» Problem details
From the listing below, return every line with the string "UserRepository" in it.

********************

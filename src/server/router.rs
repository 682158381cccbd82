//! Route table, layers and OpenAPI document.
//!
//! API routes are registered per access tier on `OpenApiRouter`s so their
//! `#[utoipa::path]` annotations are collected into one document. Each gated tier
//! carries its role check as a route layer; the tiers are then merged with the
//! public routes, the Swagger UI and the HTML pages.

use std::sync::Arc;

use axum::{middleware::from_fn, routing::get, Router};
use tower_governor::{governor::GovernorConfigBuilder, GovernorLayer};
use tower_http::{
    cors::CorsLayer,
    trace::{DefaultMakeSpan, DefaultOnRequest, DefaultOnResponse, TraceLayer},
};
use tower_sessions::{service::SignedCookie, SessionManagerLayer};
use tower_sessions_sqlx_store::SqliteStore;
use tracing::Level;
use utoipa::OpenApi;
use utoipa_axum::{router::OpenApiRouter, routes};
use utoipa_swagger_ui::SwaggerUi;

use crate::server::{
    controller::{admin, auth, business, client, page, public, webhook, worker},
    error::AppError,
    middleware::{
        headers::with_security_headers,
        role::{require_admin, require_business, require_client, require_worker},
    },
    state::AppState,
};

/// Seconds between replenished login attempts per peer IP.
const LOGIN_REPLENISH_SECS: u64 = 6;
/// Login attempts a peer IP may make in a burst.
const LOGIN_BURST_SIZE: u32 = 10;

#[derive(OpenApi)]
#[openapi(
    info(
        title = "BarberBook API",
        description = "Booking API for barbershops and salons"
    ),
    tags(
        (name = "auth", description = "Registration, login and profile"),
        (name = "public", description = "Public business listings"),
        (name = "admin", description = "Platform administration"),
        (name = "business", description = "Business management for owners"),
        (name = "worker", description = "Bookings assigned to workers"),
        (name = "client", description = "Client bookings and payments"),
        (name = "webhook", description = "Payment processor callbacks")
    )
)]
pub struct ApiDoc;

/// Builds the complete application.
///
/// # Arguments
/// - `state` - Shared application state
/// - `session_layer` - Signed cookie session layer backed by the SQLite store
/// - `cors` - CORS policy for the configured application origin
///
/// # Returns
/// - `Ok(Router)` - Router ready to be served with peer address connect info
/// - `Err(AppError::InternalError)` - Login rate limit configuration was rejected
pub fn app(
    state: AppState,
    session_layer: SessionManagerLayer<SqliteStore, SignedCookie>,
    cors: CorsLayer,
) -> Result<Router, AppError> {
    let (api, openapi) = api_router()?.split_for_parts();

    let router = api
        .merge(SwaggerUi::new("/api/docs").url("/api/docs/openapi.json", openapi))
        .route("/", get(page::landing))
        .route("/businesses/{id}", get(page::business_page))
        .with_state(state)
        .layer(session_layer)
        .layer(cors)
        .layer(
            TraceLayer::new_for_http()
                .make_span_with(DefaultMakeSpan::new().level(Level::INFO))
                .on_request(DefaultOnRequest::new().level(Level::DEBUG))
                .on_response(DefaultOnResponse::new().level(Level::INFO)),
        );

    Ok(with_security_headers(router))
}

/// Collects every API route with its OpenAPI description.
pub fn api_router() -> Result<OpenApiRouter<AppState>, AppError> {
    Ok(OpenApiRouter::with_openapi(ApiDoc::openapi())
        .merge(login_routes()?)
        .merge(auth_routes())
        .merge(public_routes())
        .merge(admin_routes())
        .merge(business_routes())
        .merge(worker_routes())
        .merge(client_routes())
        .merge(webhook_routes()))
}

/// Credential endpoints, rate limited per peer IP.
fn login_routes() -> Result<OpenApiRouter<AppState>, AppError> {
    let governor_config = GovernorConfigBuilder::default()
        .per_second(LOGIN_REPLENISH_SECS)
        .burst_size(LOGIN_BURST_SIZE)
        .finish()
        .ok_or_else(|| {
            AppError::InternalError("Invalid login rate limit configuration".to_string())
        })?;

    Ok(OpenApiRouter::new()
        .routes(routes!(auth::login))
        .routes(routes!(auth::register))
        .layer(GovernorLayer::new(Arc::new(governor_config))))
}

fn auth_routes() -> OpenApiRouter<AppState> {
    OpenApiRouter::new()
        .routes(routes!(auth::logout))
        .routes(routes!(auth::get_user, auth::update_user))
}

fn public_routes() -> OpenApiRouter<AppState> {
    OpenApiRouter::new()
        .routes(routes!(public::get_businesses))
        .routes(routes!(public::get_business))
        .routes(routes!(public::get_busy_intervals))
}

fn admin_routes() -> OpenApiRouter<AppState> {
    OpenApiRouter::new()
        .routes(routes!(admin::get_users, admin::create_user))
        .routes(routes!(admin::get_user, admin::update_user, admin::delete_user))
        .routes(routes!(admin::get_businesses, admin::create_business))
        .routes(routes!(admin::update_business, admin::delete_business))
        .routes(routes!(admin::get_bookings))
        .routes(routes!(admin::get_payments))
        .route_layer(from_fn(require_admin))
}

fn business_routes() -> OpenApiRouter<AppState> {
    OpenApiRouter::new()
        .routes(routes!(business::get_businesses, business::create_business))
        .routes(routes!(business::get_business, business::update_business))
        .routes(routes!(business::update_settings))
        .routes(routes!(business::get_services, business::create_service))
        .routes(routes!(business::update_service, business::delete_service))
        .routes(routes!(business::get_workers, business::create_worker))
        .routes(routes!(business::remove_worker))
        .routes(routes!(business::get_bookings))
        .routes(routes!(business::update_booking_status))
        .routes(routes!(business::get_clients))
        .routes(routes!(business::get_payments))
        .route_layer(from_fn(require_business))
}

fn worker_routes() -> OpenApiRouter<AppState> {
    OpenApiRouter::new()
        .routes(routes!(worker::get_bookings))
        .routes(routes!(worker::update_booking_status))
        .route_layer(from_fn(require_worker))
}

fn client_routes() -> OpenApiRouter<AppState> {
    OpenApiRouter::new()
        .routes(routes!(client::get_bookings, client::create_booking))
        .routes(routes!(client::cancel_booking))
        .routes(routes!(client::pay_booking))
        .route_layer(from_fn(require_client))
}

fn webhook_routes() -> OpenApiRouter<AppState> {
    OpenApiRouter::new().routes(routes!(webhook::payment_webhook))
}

********************

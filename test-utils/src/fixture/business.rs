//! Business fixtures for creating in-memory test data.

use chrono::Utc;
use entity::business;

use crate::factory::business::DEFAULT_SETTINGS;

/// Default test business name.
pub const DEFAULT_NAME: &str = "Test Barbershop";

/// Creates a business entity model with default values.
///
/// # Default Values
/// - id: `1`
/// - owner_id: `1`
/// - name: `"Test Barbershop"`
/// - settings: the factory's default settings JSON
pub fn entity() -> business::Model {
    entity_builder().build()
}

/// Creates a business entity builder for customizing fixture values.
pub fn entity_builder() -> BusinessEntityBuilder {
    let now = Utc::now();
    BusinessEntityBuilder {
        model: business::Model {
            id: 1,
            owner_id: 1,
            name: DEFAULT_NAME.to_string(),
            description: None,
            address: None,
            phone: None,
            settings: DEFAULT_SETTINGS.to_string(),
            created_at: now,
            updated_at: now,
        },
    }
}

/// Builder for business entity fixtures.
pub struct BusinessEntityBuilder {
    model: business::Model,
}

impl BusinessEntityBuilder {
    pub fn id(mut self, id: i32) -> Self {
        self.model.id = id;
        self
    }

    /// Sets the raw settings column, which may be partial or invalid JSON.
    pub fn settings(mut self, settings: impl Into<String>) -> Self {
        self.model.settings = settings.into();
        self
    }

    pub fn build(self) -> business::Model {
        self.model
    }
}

********************

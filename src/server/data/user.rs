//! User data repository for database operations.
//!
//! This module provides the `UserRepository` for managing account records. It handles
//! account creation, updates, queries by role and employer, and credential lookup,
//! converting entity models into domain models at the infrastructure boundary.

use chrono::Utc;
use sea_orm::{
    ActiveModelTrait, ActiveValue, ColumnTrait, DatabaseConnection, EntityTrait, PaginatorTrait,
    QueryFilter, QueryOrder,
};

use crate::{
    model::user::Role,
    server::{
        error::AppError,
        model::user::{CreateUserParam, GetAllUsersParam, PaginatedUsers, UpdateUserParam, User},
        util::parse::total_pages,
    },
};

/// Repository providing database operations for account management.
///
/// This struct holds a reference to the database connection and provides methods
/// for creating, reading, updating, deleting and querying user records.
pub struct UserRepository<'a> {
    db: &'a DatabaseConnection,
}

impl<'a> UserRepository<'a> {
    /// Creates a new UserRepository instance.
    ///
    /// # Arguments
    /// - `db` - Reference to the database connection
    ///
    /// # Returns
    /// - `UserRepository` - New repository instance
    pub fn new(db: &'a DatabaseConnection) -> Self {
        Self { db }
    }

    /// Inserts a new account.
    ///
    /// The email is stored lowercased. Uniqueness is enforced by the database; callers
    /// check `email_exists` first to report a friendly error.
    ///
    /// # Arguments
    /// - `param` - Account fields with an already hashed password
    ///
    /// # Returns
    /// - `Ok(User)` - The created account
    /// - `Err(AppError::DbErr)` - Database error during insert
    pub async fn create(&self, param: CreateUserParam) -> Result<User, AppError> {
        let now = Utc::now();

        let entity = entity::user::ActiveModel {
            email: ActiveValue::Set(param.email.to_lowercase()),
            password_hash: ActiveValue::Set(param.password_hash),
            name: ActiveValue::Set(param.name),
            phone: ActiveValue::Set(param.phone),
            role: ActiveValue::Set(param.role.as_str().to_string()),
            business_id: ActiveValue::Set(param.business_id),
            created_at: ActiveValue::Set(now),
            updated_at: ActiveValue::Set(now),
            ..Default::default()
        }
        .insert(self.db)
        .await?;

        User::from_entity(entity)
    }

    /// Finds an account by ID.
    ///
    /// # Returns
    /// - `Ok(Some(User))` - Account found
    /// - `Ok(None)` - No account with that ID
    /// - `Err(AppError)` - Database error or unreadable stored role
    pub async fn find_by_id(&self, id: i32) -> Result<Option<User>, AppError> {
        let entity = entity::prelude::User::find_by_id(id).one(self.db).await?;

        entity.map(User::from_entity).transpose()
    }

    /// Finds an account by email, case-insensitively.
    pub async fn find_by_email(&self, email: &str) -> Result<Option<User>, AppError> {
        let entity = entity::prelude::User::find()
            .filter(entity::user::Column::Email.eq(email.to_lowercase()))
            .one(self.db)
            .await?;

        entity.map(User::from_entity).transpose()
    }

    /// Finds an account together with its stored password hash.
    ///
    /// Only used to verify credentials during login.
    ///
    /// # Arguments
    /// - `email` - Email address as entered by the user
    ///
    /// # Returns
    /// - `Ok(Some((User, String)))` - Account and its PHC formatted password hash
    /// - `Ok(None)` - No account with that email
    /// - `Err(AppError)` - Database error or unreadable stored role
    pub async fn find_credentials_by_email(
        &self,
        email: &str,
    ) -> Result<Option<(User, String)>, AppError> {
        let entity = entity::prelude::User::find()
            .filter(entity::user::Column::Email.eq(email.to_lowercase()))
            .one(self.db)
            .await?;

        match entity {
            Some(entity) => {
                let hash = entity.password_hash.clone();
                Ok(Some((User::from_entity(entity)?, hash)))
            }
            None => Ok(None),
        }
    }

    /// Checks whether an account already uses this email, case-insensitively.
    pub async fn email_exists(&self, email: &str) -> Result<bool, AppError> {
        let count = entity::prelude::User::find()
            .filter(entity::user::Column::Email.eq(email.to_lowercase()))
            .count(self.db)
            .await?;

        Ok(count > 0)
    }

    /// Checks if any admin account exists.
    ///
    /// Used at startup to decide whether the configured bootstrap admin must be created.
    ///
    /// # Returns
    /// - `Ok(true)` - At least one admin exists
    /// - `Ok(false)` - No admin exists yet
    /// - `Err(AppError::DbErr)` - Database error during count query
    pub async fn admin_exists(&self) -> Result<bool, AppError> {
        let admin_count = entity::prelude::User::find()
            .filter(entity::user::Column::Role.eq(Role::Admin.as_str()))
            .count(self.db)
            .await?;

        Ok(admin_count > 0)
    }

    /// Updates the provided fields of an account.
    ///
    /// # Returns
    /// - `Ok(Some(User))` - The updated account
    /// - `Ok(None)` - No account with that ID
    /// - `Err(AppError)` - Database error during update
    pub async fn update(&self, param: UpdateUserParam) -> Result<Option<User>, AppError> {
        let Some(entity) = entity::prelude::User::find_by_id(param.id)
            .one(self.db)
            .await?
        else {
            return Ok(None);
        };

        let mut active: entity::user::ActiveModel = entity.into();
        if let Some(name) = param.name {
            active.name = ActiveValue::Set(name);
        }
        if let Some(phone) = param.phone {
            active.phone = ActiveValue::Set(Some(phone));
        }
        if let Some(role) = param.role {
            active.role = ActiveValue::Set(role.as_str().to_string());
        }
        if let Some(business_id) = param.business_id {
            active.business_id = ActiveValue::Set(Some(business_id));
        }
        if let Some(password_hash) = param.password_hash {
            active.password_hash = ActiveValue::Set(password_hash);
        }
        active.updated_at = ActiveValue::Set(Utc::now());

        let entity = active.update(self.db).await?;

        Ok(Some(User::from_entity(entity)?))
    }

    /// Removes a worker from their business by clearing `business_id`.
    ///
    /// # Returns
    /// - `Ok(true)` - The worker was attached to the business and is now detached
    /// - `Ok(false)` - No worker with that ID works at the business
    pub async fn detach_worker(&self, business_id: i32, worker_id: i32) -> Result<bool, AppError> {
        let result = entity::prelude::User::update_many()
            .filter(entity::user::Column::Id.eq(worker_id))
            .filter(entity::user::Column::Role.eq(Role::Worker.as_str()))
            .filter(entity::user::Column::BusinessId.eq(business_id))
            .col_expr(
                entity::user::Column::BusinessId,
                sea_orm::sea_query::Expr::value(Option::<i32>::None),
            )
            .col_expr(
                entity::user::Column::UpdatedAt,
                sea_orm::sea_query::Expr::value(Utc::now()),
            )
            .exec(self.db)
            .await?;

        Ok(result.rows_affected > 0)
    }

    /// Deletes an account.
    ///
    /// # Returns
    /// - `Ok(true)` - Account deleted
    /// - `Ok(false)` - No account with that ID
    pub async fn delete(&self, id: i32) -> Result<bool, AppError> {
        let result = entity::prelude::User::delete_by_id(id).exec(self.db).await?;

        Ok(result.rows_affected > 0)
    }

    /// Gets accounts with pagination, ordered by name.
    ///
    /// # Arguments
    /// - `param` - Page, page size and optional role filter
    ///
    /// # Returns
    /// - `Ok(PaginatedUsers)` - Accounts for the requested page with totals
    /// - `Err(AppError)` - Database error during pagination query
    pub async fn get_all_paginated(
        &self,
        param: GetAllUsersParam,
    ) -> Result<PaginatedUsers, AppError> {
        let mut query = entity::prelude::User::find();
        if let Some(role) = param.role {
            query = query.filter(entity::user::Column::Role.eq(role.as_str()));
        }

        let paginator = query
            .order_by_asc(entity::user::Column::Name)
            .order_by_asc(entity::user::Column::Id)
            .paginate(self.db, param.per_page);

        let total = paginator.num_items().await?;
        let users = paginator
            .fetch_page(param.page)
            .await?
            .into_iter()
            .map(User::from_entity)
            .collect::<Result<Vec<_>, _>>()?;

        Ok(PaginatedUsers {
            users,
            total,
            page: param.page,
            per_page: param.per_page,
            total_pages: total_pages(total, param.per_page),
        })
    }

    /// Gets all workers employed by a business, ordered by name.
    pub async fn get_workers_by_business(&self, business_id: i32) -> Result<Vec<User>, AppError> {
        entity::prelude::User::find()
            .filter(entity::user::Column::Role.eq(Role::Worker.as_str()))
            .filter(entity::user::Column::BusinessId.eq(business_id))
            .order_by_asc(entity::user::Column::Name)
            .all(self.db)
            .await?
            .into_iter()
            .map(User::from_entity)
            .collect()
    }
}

********************

» Result of the task
//! This module provides the `UserRepository` for managing account records. It handles
pub struct UserRepository<'a> {
impl<'a> UserRepository<'a> {
    /// Creates a new UserRepository instance.
    /// - `UserRepository` - New repository instance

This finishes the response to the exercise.